Re: [PATCH] mm/mglru: fix cgroup OOM during MGLRU state switching

From: Barry Song

Date: Mon Mar 02 2026 - 03:17:06 EST


On Mon, Mar 2, 2026 at 4:00 PM Kairui Song <ryncsn@xxxxxxxxx> wrote:
>
> On Mon, Mar 2, 2026 at 3:43 PM Yafang Shao <laoar.shao@xxxxxxxxx> wrote:
> >
> > On Mon, Mar 2, 2026 at 2:58 PM Barry Song <21cnbao@xxxxxxxxx> wrote:
> > >
> > > I assume latency is not a concern for a very rare
> > > MGLRU on/off case. Do you require the switch to happen
> > > with zero latency?
> > > My main concern is the correctness of the code.
> > >
> > > Now the proposed patch is:
> > >
> > > + bool lrugen_enabled = smp_load_acquire(&lruvec->lrugen.enabled);
> > > + bool lru_draining = smp_load_acquire(&lruvec->lrugen.draining);
> > >
> > > Then choose MGLRU or active/inactive LRU based on
> > > those values.
> > >
> > > However, nothing prevents those values from changing
> > > after they are read. Even within the shrink path,
> > > they can still change.
>
> Hi all,
>
> > If these values are changed during reclaim, the currently running
> > reclaimer will continue to operate with the old settings, while any
> > new reclaimer processes will adopt the new values. This approach
> > should prevent any immediate issues, but the primary risk of this
> > lockless method is the potential for a user to rapidly toggle the
> > MGLRU feature, particularly during an intermediate state.
> >
> > >
> > > So I think we need an rwsem or something similar here —
> > > a read lock for shrink and a write lock for on/off.

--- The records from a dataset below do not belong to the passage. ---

//! The standard command set, registered explicitly.

mod build;
mod console;
mod files;
mod memory;
mod scene;
mod testing;

use super::registry::RouteEntry;

/// Registration list for every host command.
#[must_use]
pub fn standard_routes() -> Vec<RouteEntry> {
    vec![
        RouteEntry::typed("create-object", true, scene::create_object),
        RouteEntry::typed("add-component", true, scene::add_component),
        RouteEntry::typed("set-property", true, scene::set_property),
        RouteEntry::typed("set-transform", true, scene::set_transform),
        RouteEntry::typed("link-reference", true, scene::link_reference),
        RouteEntry::typed("open-scene", true, scene::open_scene),
        RouteEntry::new("save-scene", true, scene::save_scene),
        RouteEntry::typed("create-prefab", true, scene::create_prefab),
        RouteEntry::typed("execute-menu-item", true, scene::execute_menu_item),
        RouteEntry::typed("write-file", true, files::write_file),
        RouteEntry::typed("mem-append", true, memory::append),
        RouteEntry::typed("mem-read", false, memory::read),
        RouteEntry::typed("kv-set", true, memory::kv_set),
        RouteEntry::typed("kv-get", true, memory::kv_get),
        RouteEntry::typed("console-read", true, console::read),
        RouteEntry::typed("run-tests", true, testing::run_tests),
        RouteEntry::typed("set-build-scenes", true, build::set_build_scenes),
        RouteEntry::typed("build-player", true, build::build_player),
    ]
}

The
> > > write lock should happen very rarely.
> >
> > We can introduce a lock-based mechanism in v2.
>
> I hope we don't need a lock here. Currently there is only a static
> key, this patch is already adding more branches, a lock will make
> things more complex and the shrinking path is quite performance
> sensitive.

I agree that the shrinking path is performance-sensitive. However, the
bottleneck occurs when we move folios out of the LRU, performing
reference checks by scanning PTEs with rmap, unmapping, and compressing
memory. I believe that either the branch or the readlock is too small
to noticeably affect shrink performance.